In [1]:
import os
import pandas as pd
from datetime import datetime
import matplotlib.pyplot as plt
import pickle

# Download & Load Data

Evan Odell Harvard Speeches Data

https://evanodell.com/projects/datasets/hansard-data/

In [2]:
repo_url = 'https://zenodo.org/record/4843485/files/'
repo_file_names = [
        'hansard-speeches-v310.csv.zip',
        'parliamentary_posts.json'
]

In [3]:
# run once only
for fn in repo_file_names:
    os.system(f'wget {repo_url + fn}')

In [3]:
# load compressed csv to dataframe
df = pd.read_csv(repo_file_names[0],
                 dtype=str,
                 parse_dates=['date'])

# Filter and Clean

In [4]:
# filter date range
date_from = pd.to_datetime('2010-05-25') # start of coalition government 2010-15
date_to = pd.to_datetime('2019-11-06') # end of Conservative government preceding 2019 GE

df_all = df.copy()
df = df[(date_from <= df.date) & (df.date <= date_to)]

In [5]:
# filter speech class - keep only actual speeches (not procedural/division Hansard entries)
df = df[df.speech_class=='Speech']

# remove unneeded columns
drop_cols = ['year', 'id', 'speakername', 'speech_class', 'hansard_membership_id', 'colnum', 'time', 'person_id', 'speakerid', 'url', 'oral_heading']
df.drop(labels=drop_cols, axis=1, inplace=True)

In [6]:
df[df.mnis_id.isna()].display_as.unique()

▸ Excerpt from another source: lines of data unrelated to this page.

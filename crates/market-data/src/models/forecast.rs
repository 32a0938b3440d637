use serde::{Deserialize, Serialize};

/// Direction bias for a synthetic price series.
#[derive(Debug, Clone, Copy, PartialEq, Eq, Hash, Serialize, Deserialize, Default)]
#[serde(rename_all = "SCREAMING_SNAKE_CASE")]
pub enum Trend {
    Up,
    Down,
    #[default]
    Flat,
}

impl Trend {
    /// Total drift applied across the whole simulated window.
    pub(crate) fn total_drift(&self) -> f64 {
        match self {
            Trend::Up => 0.05,
            Trend::Down => -0.05,
            Trend::Flat => 0.01,
        }
    }
}

/// Shape hint supplied by the upstream analysis step.
///
/// Only ever biases synthetic series generation; real provider data is never
/// adjusted by a forecast.
#[derive(Debug, Clone, Copy, Serialize, Deserialize)]
pub struct Forecast {
    #[serde(default)]
    pub trend: Trend,
    /// 0-100 dial scaling the per-step noise amplitude.
    #[serde(default = "default_volatility")]
    pub volatility: u8,
}

fn default_volatility() -> u8 {
    50
}

impl Default for Forecast {
    fn default() -> Self {
        Self {
            trend: Trend::Flat,
            volatility: 50,
        }
    }
}

#[cfg(test)]
mod tests {
    use super::*;

    #[test]
    fn test_trend_serde_uses_upper_case() {
        assert_eq!(serde_json::to_string(&Trend::Up).unwrap(), "\"UP\"");
        let trend: Trend = serde_json::from_str("\"DOWN\"").unwrap();
        assert_eq!(trend, Trend::Down);
    }

    #[test]
    fn test_forecast_defaults() {
        let forecast = Forecast::default();
        assert_eq!(forecast.trend, Trend::Flat);
        assert_eq!(forecast.volatility, 50);
    }

    #[test]
    fn test_forecast_deserializes_with_missing_fields() {
        let forecast: Forecast = serde_json::from_str("{\"trend\": \"UP\"}").unwrap();
        assert_eq!(forecast.trend, Trend::Up);
        assert_eq!(forecast.volatility, 50);
    }
}
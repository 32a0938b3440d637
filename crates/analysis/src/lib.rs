//! StonkGaze Analysis Crate
//!
//! Turns free-form webpage text into a structured trade recommendation by
//! prompting a generative completion service. The persona dial (0-100)
//! selects how unhinged the instruction template is; the reply is parsed
//! into a [`Recommendation`] the market-data layer can act on.
//!
//! The completion service is an opaque collaborator: this crate only cares
//! that it accepts a system prompt and returns a JSON object with a ticker,
//! an asset type and optionally a forecast.

pub mod engine;
pub mod error;
pub mod prompt;
pub mod types;

pub use engine::{AnalysisEngine, OpenAiChatEngine, OpenAiConfig, DEFAULT_API_BASE};
pub use error::AnalysisError;
pub use prompt::{temperature_for, PersonaTier};
pub use types::Recommendation;
use serde::{Deserialize, Serialize};

/// Asset classification, as reported by the upstream analysis step.
#[derive(Debug, Clone, Copy, PartialEq, Eq, Hash, Serialize, Deserialize, Default)]
#[serde(rename_all = "lowercase")]
pub enum AssetKind {
    #[default]
    Stock,
    Crypto,
}

impl AssetKind {
    /// Normalize a symbol for lookup.
    ///
    /// Symbols are trimmed and uppercased; crypto symbols trade as
    /// `<BASE>-USD` pairs, so the suffix is appended when absent.
    /// Normalization is idempotent: applying it twice yields the same string.
    pub fn normalize_symbol(&self, symbol: &str) -> String {
        let symbol = symbol.trim().to_uppercase();
        match self {
            AssetKind::Crypto if !symbol.ends_with("-USD") => format!("{symbol}-USD"),
            _ => symbol,
        }
    }
}

#[cfg(test)]
mod tests {
    use super::*;

    #[test]
    fn test_crypto_normalization_appends_suffix() {
        assert_eq!(AssetKind::Crypto.normalize_symbol("BTC"), "BTC-USD");
    }

    #[test]
    fn test_crypto_normalization_is_idempotent() {
        let once = AssetKind::Crypto.normalize_symbol("BTC");
        let twice = AssetKind::Crypto.normalize_symbol(&once);
        assert_eq!(once, "BTC-USD");
        assert_eq!(twice, "BTC-USD");
    }

    #[test]
    fn test_stock_normalization_uppercases_only() {
        assert_eq!(AssetKind::Stock.normalize_symbol(" aapl "), "AAPL");
    }

    #[test]
    fn test_asset_kind_serde() {
        assert_eq!(serde_json::to_string(&AssetKind::Stock).unwrap(), "\"stock\"");
        let kind: AssetKind = serde_json::from_str("\"crypto\"").unwrap();
        assert_eq!(kind, AssetKind::Crypto);
    }
}
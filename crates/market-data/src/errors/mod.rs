//! Error types for the market data crate.
//!
//! Every variant here is absorbed by [`crate::fetcher::QuoteFetcher`]: from
//! the caller's point of view a quote fetch cannot fail, it can only degrade
//! to synthetic output. The variants exist so the retry loop and the logs can
//! say what actually went wrong.

use thiserror::Error;

/// Errors that can occur while talking to a live market data source.
#[derive(Error, Debug)]
pub enum MarketDataError {
    /// The provider has no listing for the symbol.
    #[error("Symbol not found: {0}")]
    SymbolNotFound(String),

    /// The provider answered but the current price was missing, zero, or
    /// negative. Treated the same as any other failed attempt.
    #[error("No usable price for {symbol}")]
    NoUsablePrice {
        /// The symbol the price was requested for
        symbol: String,
    },

    /// The symbol exists but has no quotes in the requested period.
    #[error("No data for date range")]
    NoDataForRange,

    /// A provider-specific error occurred.
    #[error("Provider error: {provider} - {message}")]
    ProviderError {
        /// The provider that returned the error
        provider: String,
        /// The error message from the provider
        message: String,
    },

    /// A network error occurred while communicating with a provider.
    #[error("Network error: {0}")]
    Network(#[from] reqwest::Error),
}

#[cfg(test)]
mod tests {
    use super::*;

    #[test]
    fn test_error_display() {
        let error = MarketDataError::SymbolNotFound("ZZZQ".to_string());
        assert_eq!(format!("{}", error), "Symbol not found: ZZZQ");

        let error = MarketDataError::NoUsablePrice {
            symbol: "AAPL".to_string(),
        };
        assert_eq!(format!("{}", error), "No usable price for AAPL");

        let error = MarketDataError::ProviderError {
            provider: "YAHOO".to_string(),
            message: "Internal server error".to_string(),
        };
        assert_eq!(
            format!("{}", error),
            "Provider error: YAHOO - Internal server error"
        );
    }
}
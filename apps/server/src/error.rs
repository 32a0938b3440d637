use axum::{
    http::StatusCode,
    response::{IntoResponse, Response},
    Json,
};
use serde::Serialize;
use stonkgaze_analysis::AnalysisError;
use stonkgaze_ledger::LedgerError;
use thiserror::Error;

#[derive(Error, Debug)]
pub enum ApiError {
    #[error("{0}")]
    BadRequest(String),
    // An upstream collaborator (completion service, ledger) failed
    #[error("{0}")]
    BadGateway(String),
    #[error("{0}")]
    ServiceUnavailable(String),
}

#[derive(Serialize)]
struct ErrorBody {
    code: u16,
    message: String,
}

impl IntoResponse for ApiError {
    fn into_response(self) -> Response {
        let (status, msg) = match &self {
            ApiError::BadRequest(reason) => (StatusCode::BAD_REQUEST, reason.clone()),
            ApiError::BadGateway(reason) => (StatusCode::BAD_GATEWAY, reason.clone()),
            ApiError::ServiceUnavailable(reason) => {
                (StatusCode::SERVICE_UNAVAILABLE, reason.clone())
            }
        };
        let body = Json(ErrorBody {
            code: status.as_u16(),
            message: msg,
        });
        (status, body).into_response()
    }
}

pub type ApiResult<T> = Result<T, ApiError>;

impl From<AnalysisError> for ApiError {
    fn from(err: AnalysisError) -> Self {
        match err {
            AnalysisError::MissingApiKey => ApiError::ServiceUnavailable(err.to_string()),
            _ => ApiError::BadGateway(err.to_string()),
        }
    }
}

impl From<LedgerError> for ApiError {
    fn from(err: LedgerError) -> Self {
        match err {
            LedgerError::NotConfigured => ApiError::ServiceUnavailable(err.to_string()),
            _ => ApiError::BadGateway(err.to_string()),
        }
    }
}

array(['Several Hon. Members', 'The Queen',
       'My Lords and Members of the House of Commons',
       'Members of the House of Commons', 'An Hon. Member'], dtype=object)

In [7]:
# remove rows with nan mnis_id
# each MP has an MNIS ID - all entries without one are spoken by non-individual MPs (e.g. 'Several Hon. Members', 'The Queen')
df.dropna(axis=0, subset=['mnis_id'], inplace=True)

In [8]:
# remove speeches from the Speaker - these are non-topical
df = df[df.party != 'Speaker']

In [9]:
# replace newline and tab characters with space
df = df.replace(r'\\n',' ', regex=True)
df = df.replace(r'\\t',' ', regex=True)

# replace full stop with full stop and space
# fixes transcription errors: some sentences don't have spaces after full stop at end
df = df.replace('.','. ', regex=False)

# replace multiple space characters with single space
# fix double spaces created by previous steps
# and pre-existing double spaces
df = df.replace('\s+',' ', regex=True)

In [10]:
# "hon." confuses sentencizer - leads to false positive sentence endings
df['speech'] = df['speech'].str.replace('hon.', 'hon')

# remove all text between square brackets (including brackets)
# text between square brackets is not spoken
df['speech'] = df['speech'].str.replace(r"\[.*\]","")

  df['speech'] = df['speech'].str.replace('hon.', 'hon')
  df['speech'] = df['speech'].str.replace(r"\[.*\]","")


In [11]:
df

Unnamed: 0,speech,display_as,party,constituency,mnis_id,date,major_heading,minor_heading
1958082,"I beg to move,That an humble Address be presen...",Peter Lilley,Conservative,Hitchin and Harpenden,68,2010-05-25,DEPUTY SPEAKERS,Debate on the Address — [1st Day]
1958083,I am delighted to follow the right hon Member ...,Donald Foster,Liberal Democrat,Bath,214,2010-05-25,DEPUTY SPEAKERS,Debate on the Address — [1st Day]
1958084,I am sure that the whole House will join me in...,Harriet Harman,Labour,Camberwell and Peckham,150,2010-05-25,DEPUTY SPEAKERS,Debate on the Address — [1st Day]
1958085,"Before I go on to the tributes, I welcome the ...",David Cameron,Conservative,Witney,1467,2010-05-25,DEPUTY SPEAKERS,Debate on the Address — [1st Day]
1958086,On the issue of fairness and responsibility an...,David Blunkett,Labour,"Sheffield, Brightside and Hillsborough",395,2010-05-25,DEPUTY SPEAKERS,Debate on the Address — [1st Day]
...,...,...,...,...,...,...,...,...
2615300,I congratulate the hon Gentleman on securing t...,James Cartlidge,Conservative,South Suffolk,4519,2019-11-05,Special Educational Needs and Disabilities (S...,
2615301,I thank the hon Gentleman and agree that under...,Sandy Martin,Labour,Ipswich,4678,2019-11-05,Special Educational Needs and Disabilities (S...,
2615302,"Congratulations on your new position, Mr Speak...",Michelle Donelan,Conservative,Chippenham,4530,2019-11-05,Special Educational Needs and Disabilities (S...,
2615303,My hon Friend is right to be open and clear ab...,James Cartlidge,Conservative,South Suffolk,4519,2019-11-05,Special Educational Needs and Disabilities (S...,


In [12]:
MP_info_cols = ['display_as', 'party', 'constituency', 'mnis_id']

MP_info = df[MP_info_cols].drop_duplicates(subset='mnis_id').set_index('mnis_id')

In [14]:
df = df.drop(columns = ['display_as', 'party', 'constituency'])

In [16]:
with open('speeches.pkl', 'wb') as f:
    pickle.dump(df, f)
    
with open('MP_info.pkl', 'wb') as f:
    pickle.dump(MP_info, f)